The "Responsible Encryption" debate is a new legal theory to destroy speech and freedom. It is a "No Party Doctrine". That is, No Party, except the government, is allowed to control information. The No Party Doctrine says that information is so important to the government, that nobody except the government should be allowed to control it. There is no information so sensitive, private or protected that it should escape government control. Since information is so important, individuals must not be allowed to control it through their speech, actions, tools, or situations.

The FBI is cheerfully stating that the creators of the constitution would have allowed complete government control if only they had realized that information was important to a criminal investigation.

We should denounce the "Responsible Encryption" proposals as a straightforward attack on our freedom of thought, speech and association.

Instead, we should act to limit the 3rd party doctrine and restore our rights of speech and association.

• Is mass surveillance consistent with an assumption of innocence?
• Is mass surveillance consistent with government that is based on the consent of the governed?

Out personal information is widely available to multiple groups. The government has easy access to an almost endless amount of information about us. There is:

• Collected credit-card purchasing information.
• Collected cell-phone tracking information.
• Real-time car tracking.
• Collected browser activity from Google, Web sites, and search engines.
• Collected travel information from hotels/airlines.
• Mass monitoring of the Internet by the Intelligence community.

The 3rd party doctrine roughly states that we can only assert a privacy right over information we directly control. If the information is shared with a 3rd party, they we don't control it, and we can't assert a privacy right over it. As the 3rd party doctrine has expanded, we have lost privacy over any shared information.

Now, law enforcement wishes to move beyond the limits of the 3rd party doctrine. They advance the legal theory that we should not be allowed to control our own information/privacy AT ALL. They believe that the desires of law enforcement should always outvote an individual's desire for freedom, privacy or liberty. That we should never be allowed to be secret, private or alone.

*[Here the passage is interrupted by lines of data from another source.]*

//! Metric handles.
//!
//! Handles are the typed, thread-safe value holders that application code updates.  Every handle
//! consults the owning context's [`MetricsSwitch`](crate::MetricsSwitch) before applying an
//! update, and becomes read-only once metrics are disabled.

use std::sync::Arc;

use crate::kind::MetricKind;

mod counter;
pub use self::counter::Counter;

mod gauge;
pub use self::gauge::{Gauge, GaugeFn};

mod histogram;
pub use self::histogram::{Histogram, HistogramValue};

mod meter;
pub use self::meter::{Meter, MeterValue, TICK_INTERVAL};

mod timer;
pub use self::timer::{Timer, TimerGuard, TimerValue};

/// A registered metric of any kind.
///
/// Cloning a `Metric` clones the handle, not the underlying state.
#[derive(Clone, Debug)]
pub enum Metric {
    /// A counter.
    Counter(Arc<Counter>),
    /// A gauge.
    Gauge(Arc<Gauge>),
    /// A meter.
    Meter(Arc<Meter>),
    /// A histogram.
    Histogram(Arc<Histogram>),
    /// A timer.
    Timer(Arc<Timer>),
}

impl Metric {
    /// Gets the kind of this metric.
    pub fn kind(&self) -> MetricKind {
        match self {
            Metric::Counter(_) => MetricKind::Counter,
            Metric::Gauge(_) => MetricKind::Gauge,
            Metric::Meter(_) => MetricKind::Meter,
            Metric::Histogram(_) => MetricKind::Histogram,
            Metric::Timer(_) => MetricKind::Timer,
        }
    }

    /// Reads the current value.
    pub fn value(&self) -> MetricValue {
        match self {
            Metric::Counter(c) => MetricValue::Counter(c.value()),
            Metric::Gauge(g) => MetricValue::Gauge(g.value()),
            Metric::Meter(m) => MetricValue::Meter(m.value()),
            Metric::Histogram(h) => MetricValue::Histogram(h.value()),
            Metric::Timer(t) => MetricValue::Timer(t.value()),
        }
    }

    /// Gets the counter, if this is one.
    pub fn as_counter(&self) -> Option<&Arc<Counter>> {
        match self {
            Metric::Counter(c) => Some(c),
            _ => None,
        }
    }

    /// Gets the gauge, if this is one.
    pub fn as_gauge(&self) -> Option<&Arc<Gauge>> {
        match self {
            Metric::Gauge(g) => Some(g),
            _ => None,
        }
    }

    /// Gets the meter, if this is one.
    pub fn as_meter(&self) -> Option<&Arc<Meter>> {
        match self {
            Metric::Meter(m) => Some(m),
            _ => None,
        }
    }

    /// Gets the histogram, if this is one.
    pub fn as_histogram(&self) -> Option<&Arc<Histogram>> {
        match self {
            Metric::Histogram(h) => Some(h),
            _ => None,
        }
    }

    /// Gets the timer, if this is one.
    pub fn as_timer(&self) -> Option<&Arc<Timer>> {
        match self {
            Metric::Timer(t) => Some(t),
            _ => None,
        }
    }
}

/// A point-in-time reading of a [`Metric`].
#[derive(Clone, Debug, PartialEq)]
pub enum MetricValue {
    /// Counter reading.
    Counter(i64),
    /// Gauge reading.
    Gauge(f64),
    /// Meter reading.
    Meter(MeterValue),
    /// Histogram reading.
    Histogram(HistogramValue),
    /// Timer reading.
    Timer(TimerValue),
}

impl MetricValue {
    /// Gets the kind of metric this reading came from.
    pub fn kind(&self) -> MetricKind {
        match self {
            MetricValue::Counter(_) => MetricKind::Counter,
            MetricValue::Gauge(_) => MetricKind::Gauge,
            MetricValue::Meter(_) => MetricKind::Meter,
            MetricValue::Histogram(_) => MetricKind::Histogram,
            MetricValue::Timer(_) => MetricKind::Timer,
        }
    }

    /// Gets the counter reading, if this is one.
    pub fn as_counter(&self) -> Option<i64> {
        match self {
            MetricValue::Counter(v) => Some(*v),
            _ => None,
        }
    }

    /// Gets the gauge reading, if this is one.
    pub fn as_gauge(&self) -> Option<f64> {
        match self {
            MetricValue::Gauge(v) => Some(*v),
            _ => None,
        }
    }

    /// Gets the meter reading, if this is one.
    pub fn as_meter(&self) -> Option<&MeterValue> {
        match self {
            MetricValue::Meter(v) => Some(v),
            _ => None,
        }
    }

    /// Gets the histogram reading, if this is one.
    pub fn as_histogram(&self) -> Option<&HistogramValue> {
        match self {
            MetricValue::Histogram(v) => Some(v),
            _ => None,
        }
    }

    /// Gets the timer reading, if this is one.
    pub fn as_timer(&self) -> Option<&TimerValue> {
        match self {
            MetricValue::Timer(v) => Some(v),
            _ => None,
        }
    }
}
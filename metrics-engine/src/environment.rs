use std::collections::btree_map::{BTreeMap, Iter};
use std::num::NonZeroUsize;

/// Static process and host metadata attached to every snapshot.
///
/// Entries are kept in key order so that reporters render them deterministically.
#[derive(Clone, Debug, Default, Eq, PartialEq)]
pub struct EnvironmentInfo {
    entries: BTreeMap<String, String>,
}

impl EnvironmentInfo {
    /// Creates an empty `EnvironmentInfo`.
    pub fn new() -> EnvironmentInfo {
        EnvironmentInfo::default()
    }

    /// Discovers basic metadata about the current process.
    ///
    /// Collects the process ID and name, operating system, architecture, the available parallelism
    /// and, where the environment exposes it, the host name.
    pub fn from_process() -> EnvironmentInfo {
        let mut info = EnvironmentInfo::new()
            .with("process.id", std::process::id().to_string())
            .with("os.name", std::env::consts::OS)
            .with("os.family", std::env::consts::FAMILY)
            .with("os.arch", std::env::consts::ARCH)
            .with(
                "runtime.available_parallelism",
                std::thread::available_parallelism().map_or(1, NonZeroUsize::get).to_string(),
            )
            .with("metrics_engine.version", env!("CARGO_PKG_VERSION"));

        let process_name = std::env::current_exe()
            .ok()
            .and_then(|path| path.file_name().map(|name| name.to_string_lossy().into_owned()));
        if let Some(name) = process_name {
            info.insert("process.name", name);
        }

        let host_name = ["HOSTNAME", "COMPUTERNAME"]
            .iter()
            .find_map(|var| std::env::var(var).ok().filter(|value| !value.is_empty()));
        if let Some(host) = host_name {
            info.insert("host.name", host);
        }

        info
    }

    /// Adds an entry, replacing any existing entry with the same key.
    pub fn with<K, V>(mut self, key: K, value: V) -> Self
    where
        K: Into<String>,
        V: Into<String>,
    {
        self.insert(key, value);
        self
    }

    /// Inserts an entry, returning the value it replaced.
    pub fn insert<K, V>(&mut self, key: K, value: V) -> Option<String>
    where
        K: Into<String>,
        V: Into<String>,
    {
        self.entries.insert(key.into(), value.into())
    }

    /// Gets the value for `key`.
    pub fn get(&self, key: &str) -> Option<&str> {
        self.entries.get(key).map(String::as_str)
    }

    /// Iterates over every entry, in key order.
    pub fn iter(&self) -> Iter<'_, String, String> {
        self.entries.iter()
    }

    /// Number of entries.
    pub fn len(&self) -> usize {
        self.entries.len()
    }

    /// Whether there are no entries.
    pub fn is_empty(&self) -> bool {
        self.entries.is_empty()
    }
}

impl<'a> IntoIterator for &'a EnvironmentInfo {
    type Item = (&'a String, &'a String);
    type IntoIter = Iter<'a, String, String>;

    fn into_iter(self) -> Self::IntoIter {
        self.iter()
    }
}

/// Supplies the environment metadata for a context.
///
/// Consulted once, when the context is built; the result is attached verbatim to every snapshot.
pub trait EnvironmentInfoProvider: Send + Sync {
    /// Collects the environment metadata.
    fn environment_info(&self) -> EnvironmentInfo;
}

/// Provides [`EnvironmentInfo::from_process`].
#[derive(Clone, Copy, Debug, Default)]
pub struct ProcessEnvironment;

impl EnvironmentInfoProvider for ProcessEnvironment {
    fn environment_info(&self) -> EnvironmentInfo {
        EnvironmentInfo::from_process()
    }
}

impl EnvironmentInfoProvider for EnvironmentInfo {
    fn environment_info(&self) -> EnvironmentInfo {
        self.clone()
    }
}
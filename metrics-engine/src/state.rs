use std::sync::atomic::{AtomicBool, Ordering};
use std::sync::Arc;

use parking_lot::Mutex;
use quanta::Instant;

/// Whether metric updates are being recorded.
///
/// Every context starts out `Enabled`.  The only transition is to `Disabled`, and it is one-way for
/// the lifetime of the context.
#[derive(Clone, Copy, Debug, Eq, Hash, PartialEq)]
pub enum MetricsState {
    /// Updates are recorded.
    Enabled,
    /// Updates are ignored; registered metrics keep their last values.
    Disabled,
}

/// Process-wide (per-context) switch consulted on the fast path of every metric update.
///
/// Cloning the switch shares the underlying flag, so every metric built by the same builder sees a
/// disable as soon as it happens.  The switch also remembers when it was flipped, which time-based
/// readings use as their frozen "now".
#[derive(Clone, Debug)]
pub struct MetricsSwitch(Arc<SwitchState>);

#[derive(Debug)]
struct SwitchState {
    enabled: AtomicBool,
    disabled_at: Mutex<Option<Instant>>,
}

impl MetricsSwitch {
    /// Creates a new switch in the given state.
    pub fn new(state: MetricsState) -> Self {
        MetricsSwitch(Arc::new(SwitchState {
            enabled: AtomicBool::new(state == MetricsState::Enabled),
            disabled_at: Mutex::new(None),
        }))
    }

    /// Whether updates should currently be recorded.
    #[inline]
    pub fn is_enabled(&self) -> bool {
        self.0.enabled.load(Ordering::Acquire)
    }

    /// When the switch was disabled.
    ///
    /// `None` while enabled, and for a switch that was created disabled.
    pub fn disabled_at(&self) -> Option<Instant> {
        *self.0.disabled_at.lock()
    }

    /// Gets the current state.
    pub fn state(&self) -> MetricsState {
        if self.is_enabled() {
            MetricsState::Enabled
        } else {
            MetricsState::Disabled
        }
    }

    /// Disables all updates, recording `now` as the moment of the transition.
    ///
    /// Returns `true` if this call performed the transition.
    pub(crate) fn disable(&self, now: Instant) -> bool {
        // Held across the flip so that anyone observing the disabled flag also sees the instant.
        let mut disabled_at = self.0.disabled_at.lock();
        let transitioned = self.0.enabled.swap(false, Ordering::AcqRel);
        if transitioned {
            *disabled_at = Some(now);
        }
        transitioned
    }
}

impl Default for MetricsSwitch {
    fn default() -> Self {
        MetricsSwitch::new(MetricsState::Enabled)
    }
}

#[cfg(test)]
mod tests {
    use super::{MetricsState, MetricsSwitch};
    use quanta::Clock;
    use std::time::Duration;

    #[test]
    fn test_one_way_transition() {
        let (clock, mock) = Clock::mock();
        let switch = MetricsSwitch::default();
        let shared = switch.clone();
        assert_eq!(switch.state(), MetricsState::Enabled);
        assert_eq!(switch.disabled_at(), None);

        let first = clock.now();
        assert!(shared.disable(first));
        assert!(!switch.is_enabled());
        assert_eq!(switch.state(), MetricsState::Disabled);
        assert_eq!(switch.disabled_at(), Some(first));

        // A second disable is a no-op, and keeps the original instant.
        mock.increment(Duration::from_secs(30));
        assert!(!switch.disable(clock.now()));
        assert_eq!(shared.state(), MetricsState::Disabled);
        assert_eq!(shared.disabled_at(), Some(first));
    }

    #[test]
    fn test_starts_disabled() {
        let switch = MetricsSwitch::new(MetricsState::Disabled);
        assert!(!switch.is_enabled());
        assert_eq!(switch.disabled_at(), None);
    }
}
use std::sync::atomic::{AtomicBool, AtomicU64, Ordering};
use std::time::Duration;

use quanta::{Clock, Instant};

use crate::state::MetricsSwitch;

/// How often the moving averages advance.
pub const TICK_INTERVAL: Duration = Duration::from_secs(5);

const TICK_NANOS: u64 = 5_000_000_000;

/// An exponentially-weighted moving average of an event rate, in events per second.
///
/// Only one thread ever ticks a given average at a time: ticking is gated by the owning meter.
#[derive(Debug)]
struct Ewma {
    alpha: f64,
    uncounted: AtomicU64,
    rate: AtomicU64,
    initialized: AtomicBool,
}

impl Ewma {
    fn over_minutes(minutes: f64) -> Ewma {
        let interval = TICK_INTERVAL.as_secs_f64();
        Ewma {
            alpha: 1.0 - (-interval / 60.0 / minutes).exp(),
            uncounted: AtomicU64::new(0),
            rate: AtomicU64::new(0.0f64.to_bits()),
            initialized: AtomicBool::new(false),
        }
    }

    fn update(&self, n: u64) {
        self.uncounted.fetch_add(n, Ordering::AcqRel);
    }

    /// Advances the average by `ticks` intervals.
    ///
    /// Only the first interval carries the uncounted events; the rest decay the rate towards zero.
    fn tick(&self, ticks: u64) {
        if ticks == 0 {
            return;
        }

        let count = self.uncounted.swap(0, Ordering::AcqRel);
        let instant_rate = count as f64 / TICK_INTERVAL.as_secs_f64();

        let mut rate = if self.initialized.swap(true, Ordering::AcqRel) {
            let rate = self.rate();
            rate + self.alpha * (instant_rate - rate)
        } else {
            instant_rate
        };

        if ticks > 1 {
            rate *= (1.0 - self.alpha).powf((ticks - 1) as f64);
        }
        self.rate.store(rate.to_bits(), Ordering::Release);
    }

    fn rate(&self) -> f64 {
        f64::from_bits(self.rate.load(Ordering::Acquire))
    }
}

/// Point-in-time reading of a [`Meter`].
///
/// All rates are in events per second.
#[derive(Clone, Copy, Debug, PartialEq)]
pub struct MeterValue {
    /// Total number of events marked.
    pub count: u64,
    /// Lifetime average rate.
    pub mean_rate: f64,
    /// One-minute exponentially-weighted moving average rate.
    pub one_minute_rate: f64,
    /// Five-minute exponentially-weighted moving average rate.
    pub five_minute_rate: f64,
    /// Fifteen-minute exponentially-weighted moving average rate.
    pub fifteen_minute_rate: f64,
}

/// Measures the rate at which a set of events occur.
///
/// Tracks a total count alongside 1, 5 and 15 minute moving averages, the same windows used for
/// load averages.  There is no background thread: whichever `mark` or read first notices that at
/// least one [`TICK_INTERVAL`] has elapsed advances the averages by every interval missed, so rates
/// stay accurate even when the meter is read rarely.
#[derive(Debug)]
pub struct Meter {
    count: AtomicU64,
    m1: Ewma,
    m5: Ewma,
    m15: Ewma,
    start: Instant,
    // Nanoseconds since `start`.
    last_tick: AtomicU64,
    clock: Clock,
    switch: MetricsSwitch,
}

impl Meter {
    pub(crate) fn new(clock: Clock, switch: MetricsSwitch) -> Meter {
        let start = clock.now();
        Meter {
            count: AtomicU64::new(0),
            m1: Ewma::over_minutes(1.0),
            m5: Ewma::over_minutes(5.0),
            m15: Ewma::over_minutes(15.0),
            start,
            last_tick: AtomicU64::new(0),
            clock,
            switch,
        }
    }

    /// Marks the occurrence of `n` events.
    pub fn mark(&self, n: u64) {
        if !self.switch.is_enabled() {
            return;
        }

        self.tick_if_necessary();
        self.count.fetch_add(n, Ordering::AcqRel);
        self.m1.update(n);
        self.m5.update(n);
        self.m15.update(n);
    }

    /// Total number of events marked.
    pub fn count(&self) -> u64 {
        self.count.load(Ordering::Acquire)
    }

    /// Gets the current reading.
    pub fn value(&self) -> MeterValue {
        if self.switch.is_enabled() {
            self.tick_if_necessary();
        }

        let count = self.count();
        MeterValue {
            count,
            mean_rate: self.mean_rate(count),
            one_minute_rate: self.m1.rate(),
            five_minute_rate: self.m5.rate(),
            fifteen_minute_rate: self.m15.rate(),
        }
    }

    fn elapsed_nanos(&self) -> u64 {
        let elapsed = self.clock.now().duration_since(self.start);
        u64::try_from(elapsed.as_nanos()).unwrap_or(u64::MAX)
    }

    fn mean_rate(&self, count: u64) -> f64 {
        if count == 0 {
            return 0.0;
        }

        // A disabled meter measures its lifetime up to the moment it was disabled.
        let now = if self.switch.is_enabled() {
            self.clock.now()
        } else {
            self.switch.disabled_at().unwrap_or(self.start)
        };
        let elapsed = now.duration_since(self.start).as_secs_f64();
        if elapsed <= 0.0 {
            0.0
        } else {
            count as f64 / elapsed
        }
    }

    fn tick_if_necessary(&self) {
        let old_tick = self.last_tick.load(Ordering::Acquire);
        let now = self.elapsed_nanos();
        let age = now.saturating_sub(old_tick);
        if age < TICK_NANOS {
            return;
        }

        // Align the new tick to the interval grid so partial intervals carry over.
        let new_tick = now - age % TICK_NANOS;
        if self
            .last_tick
            .compare_exchange(old_tick, new_tick, Ordering::AcqRel, Ordering::Acquire)
            .is_ok()
        {
            let ticks = age / TICK_NANOS;
            self.m1.tick(ticks);
            self.m5.tick(ticks);
            self.m15.tick(ticks);
        }
    }
}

The proposals for "Responsible Encryption" are a simple end-run around the 1st, 4th and 5th amendments to the US constitution. Instead of debating this crap, we should be demanding stronger privacy protections. We need to restrict the 3rd party doctrine. We need to penalize any lawyer or judge who participates in granting "General" warrants. We need to restrain the Intelligence community from conducting mass surveillance on the US public.